The Information Department of the Institute edits the "Bulletin of Agricultural Science and Technology," which mainly reports recent developments in agricultural research in the Academy or in Yunnan. They also investigate many general problems about agriculture.
The plan is for the Information Department to become a part of the YAAS network, and the Library will build its collection database using its own resources and those of the Information Department.
Choosing a Chinese Academy of Science library to visit was easy since Jianli, one of the co-authors of this article, is the Director of the Library at the Kunming Institute of Zoology (KIZ). She has long been interested in automation, in a strong service ethic, and modern service methods.
The Kunming Institute of Zoology library is noted for its distinctive collection features, as it must cover zoology, entomology, biochemistry, reproduction, neuroscience and the related conservation of resources.
It is noteworthy that the Institute has exchange relationships with 75 other institutes or colleges abroad, and 51 institutes in China.
In 1989, librarians at the Institute began to study automation management. Today, they are network based, and are able to make full use of the Internet, email, and their computerized catalog.
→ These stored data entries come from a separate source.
//! Entity fixtures, configuration and polling helpers

use basket_sync::client::Config;
use basket_sync::shared::config::AppConfig;
use basket_sync::shared::{Category, EntityId, ShoppingList, ShoppingListDetails, UnitEnum};
use std::time::Duration;

/// Install a test-writer subscriber once per process; later calls are no-ops
pub fn init_tracing() {
    let _ = tracing_subscriber::fmt()
        .with_env_filter(
            tracing_subscriber::EnvFilter::try_from_default_env()
                .unwrap_or_else(|_| tracing_subscriber::EnvFilter::new("basket_sync=debug")),
        )
        .with_test_writer()
        .try_init();
}

/// Configuration pointing at `backend_url`
pub fn config_for(backend_url: &str) -> Config {
    Config::with_builder(
        AppConfig::builder()
            .backend_url(backend_url)
            .api_key("test-anon-key")
            .refresh_interval_secs(60)
            .request_timeout_secs(5),
    )
    .expect("valid test config")
}

pub fn test_config() -> Config {
    config_for("http://localhost:54321")
}

pub fn category(id: EntityId, name: &str) -> Category {
    Category {
        id,
        created_at: "2025-01-01T00:00:00Z".to_string(),
        name: name.to_string(),
        color: "#4caf50".to_string(),
    }
}

pub fn item(id: EntityId, name: &str, category: &Category) -> ShoppingListDetails {
    ShoppingListDetails {
        id,
        created_at: "2025-01-02T00:00:00Z".to_string(),
        quantity: 1.0,
        unit: UnitEnum::Quantity,
        name: name.to_string(),
        in_cart: false,
        category: category.clone(),
    }
}

pub fn list(id: EntityId, name: &str, created_at: &str) -> ShoppingList {
    ShoppingList {
        id,
        created_at: created_at.to_string(),
        name: name.to_string(),
        date: "01.01.2025".to_string(),
        product_amount: 0,
    }
}

/// Poll `condition` until it holds; panics after two seconds
pub async fn wait_until(mut condition: impl FnMut() -> bool) {
    let waited = tokio::time::timeout(Duration::from_secs(2), async {
        while !condition() {
            tokio::time::sleep(Duration::from_millis(5)).await;
        }
    })
    .await;
    assert!(waited.is_ok(), "condition not reached within two seconds");
}
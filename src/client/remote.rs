//! RPC Transport
//!
//! Calls backend stored procedures over HTTP (`POST /rest/v1/rpc/{name}`) and
//! folds every failure into a [`NetworkError`] kind. Nothing above this layer
//! sees HTTP status codes or transport exceptions.

use crate::client::config::Config;
use crate::shared::config::ConfigError;
use crate::shared::error::{NetworkError, RpcResult};
use reqwest::Client;
use serde::de::DeserializeOwned;
use serde::Serialize;

/// HTTP client for backend stored procedures
#[derive(Debug, Clone)]
pub struct RemoteClient {
    config: Config,
    client: Client,
}

impl RemoteClient {
    pub fn new(config: Config) -> Result<Self, ConfigError> {
        let client = Client::builder()
            .timeout(config.request_timeout())
            .build()
            .map_err(|e| ConfigError::HttpClient(e.to_string()))?;
        Ok(Self { config, client })
    }

    pub fn config(&self) -> &Config {
        &self.config
    }

    /// Call a procedure and decode its JSON result
    pub async fn call<P, R>(&self, procedure: &str, params: &P) -> RpcResult<R>
    where
        P: Serialize + ?Sized,
        R: DeserializeOwned,
    {
        let response = self.send(procedure, params).await?;
        response.json::<R>().await.map_err(|e| {
            tracing::warn!(procedure, error = %e, "could not decode rpc response");
            NetworkError::Serialization
        })
    }

    async fn send<P>(&self, procedure: &str, params: &P) -> RpcResult<reqwest::Response>
    where
        P: Serialize + ?Sized,
    {
        let url = self.config.rpc_url(procedure);
        tracing::debug!(procedure, "rpc call");

        let response = self
            .client
            .post(&url)
            .header("apikey", self.config.api_key())
            .header(
                "Authorization",
                format!("Bearer {}", self.config.bearer_token()),
            )
            .header("Content-Type", "application/json")
            .json(params)
            .send()
            .await
            .map_err(|e| {
                tracing::warn!(procedure, error = %e, "rpc transport failure");
                NetworkError::Unknown
            })?;

        let status = response.status();
        if !status.is_success() {
            let error_text = response
                .text()
                .await
                .unwrap_or_else(|_| status.to_string());
            let kind = NetworkError::from_status(status.as_u16());
            tracing::warn!(
                procedure,
                status = status.as_u16(),
                kind = kind.as_str(),
                body = %error_text,
                "rpc call failed"
            );
            return Err(kind);
        }

        Ok(response)
    }
}
/*!
 * basket-watch
 *
 * Prints the user's shopping lists, or the items of one list grouped by
 * category, and prints them again after every periodic refresh.
 *
 * Usage: basket-watch [LIST_ID] [--once]
 *
 * Configuration is read from `<config dir>/basket-sync/config.toml` when it
 * exists, with `BASKET_BACKEND_URL`, `BASKET_API_KEY` and
 * `BASKET_ACCESS_TOKEN` taking precedence.
 */

use basket_sync::client::{
    Config, LocalRealtimeHub, RemoteClient, RpcShoppingListApi, ShoppingListApi,
    ShoppingListSync, ShoppingListsSync,
};
use basket_sync::shared::{parse_list_id, CategoryWithProducts, ShoppingList};
use std::sync::Arc;

#[tokio::main]
async fn main() -> Result<(), Box<dyn std::error::Error>> {
    let env_filter = std::env::var("RUST_LOG").unwrap_or_else(|_| "info".to_string());
    tracing_subscriber::fmt()
        .with_env_filter(tracing_subscriber::EnvFilter::new(&env_filter))
        .with_writer(std::io::stderr)
        .init();

    let mut list_id = None;
    let mut once = false;
    for arg in std::env::args().skip(1) {
        match arg.as_str() {
            "--once" => once = true,
            raw => list_id = Some(parse_list_id(raw)?),
        }
    }

    let config = Config::load_default()?;
    tracing::info!(backend = config.backend_url(), "starting");

    let api: Arc<dyn ShoppingListApi> =
        Arc::new(RpcShoppingListApi::new(RemoteClient::new(config.clone())?));
    let hub = Arc::new(LocalRealtimeHub::new(config.channel_buffer()));

    match list_id {
        Some(list_id) => {
            let sync = ShoppingListSync::new(list_id, api, hub, &config);
            sync.refresh().await?;
            print_items(list_id, &sync.categories_with_products());
            if once {
                return Ok(());
            }

            sync.spawn_auto_refresh();
            let mut snapshots = sync.subscribe();
            loop {
                tokio::select! {
                    changed = snapshots.changed() => {
                        if changed.is_err() {
                            break;
                        }
                        snapshots.borrow_and_update();
                        print_items(list_id, &sync.categories_with_products());
                    }
                    _ = tokio::signal::ctrl_c() => break,
                }
            }
            sync.dispose().await;
        }
        None => {
            let sync = ShoppingListsSync::new(api, hub, &config);
            sync.refresh().await?;
            print_lists(&sync.lists());
            if once {
                return Ok(());
            }

            sync.spawn_auto_refresh();
            let mut snapshots = sync.subscribe();
            loop {
                tokio::select! {
                    changed = snapshots.changed() => {
                        if changed.is_err() {
                            break;
                        }
                        let lists = snapshots.borrow_and_update().clone();
                        print_lists(&lists);
                    }
                    _ = tokio::signal::ctrl_c() => break,
                }
            }
            sync.dispose().await;
        }
    }

    tracing::info!("stopped");
    Ok(())
}

fn print_lists(lists: &[ShoppingList]) {
    println!("{} list(s)", lists.len());
    for list in lists {
        println!(
            "  #{:<6} {:<30} {:>10}  {} item(s)",
            list.id, list.name, list.date, list.product_amount
        );
    }
}

fn print_items(list_id: i64, groups: &[CategoryWithProducts]) {
    println!("list #{}", list_id);
    for group in groups {
        println!("  {}", group.category.name);
        for item in &group.products {
            let mark = if item.in_cart { "x" } else { " " };
            println!(
                "    [{}] {} ({} {})",
                mark,
                item.name,
                item.quantity,
                item.unit.as_str()
            );
        }
    }
}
Scientists at the KIZ contribute to journals worldwide, and the librarians must assist them by doing everything from copying articles, to collecting email addresses to journal presses, to providing a molecular biology database by email, as well as providing CD-ROMs and specialized databases. Among those specialized databases is a Chinese science periodical database, a Union Catalogue Database of Serials in Chinese and Western Languages, a Chinese Science Citation Database, and a book database.
After surveying these four libraries, from four different systems in an area of China that is much closer to Vietnam than it is to Beijing, our conclusions are as follows:
(1) Great progress has been made since 1988 in all types of libraries in Kunming, China, no matter what subject matter the collection covers. As with much of the rest of the world, libraries in Yunnan province are attempting to introduce the benefits of electronic technology to their patrons.
(2) Librarians are learning new modes of work, which are necessary to deal with this new and emerging technology. Many librarians in China are studying automation with special attention given to its implications for library management. Automation and modernization has happened, relatively speaking, very fast in China, and with little historical preparation. As we witnessed in Kunming, library automation and modernization is working amazingly well.
(3) Training of librarians is of primary
importance in Chinese libraries. The hope is, here, that librarians
will move from their traditional role to network navigators.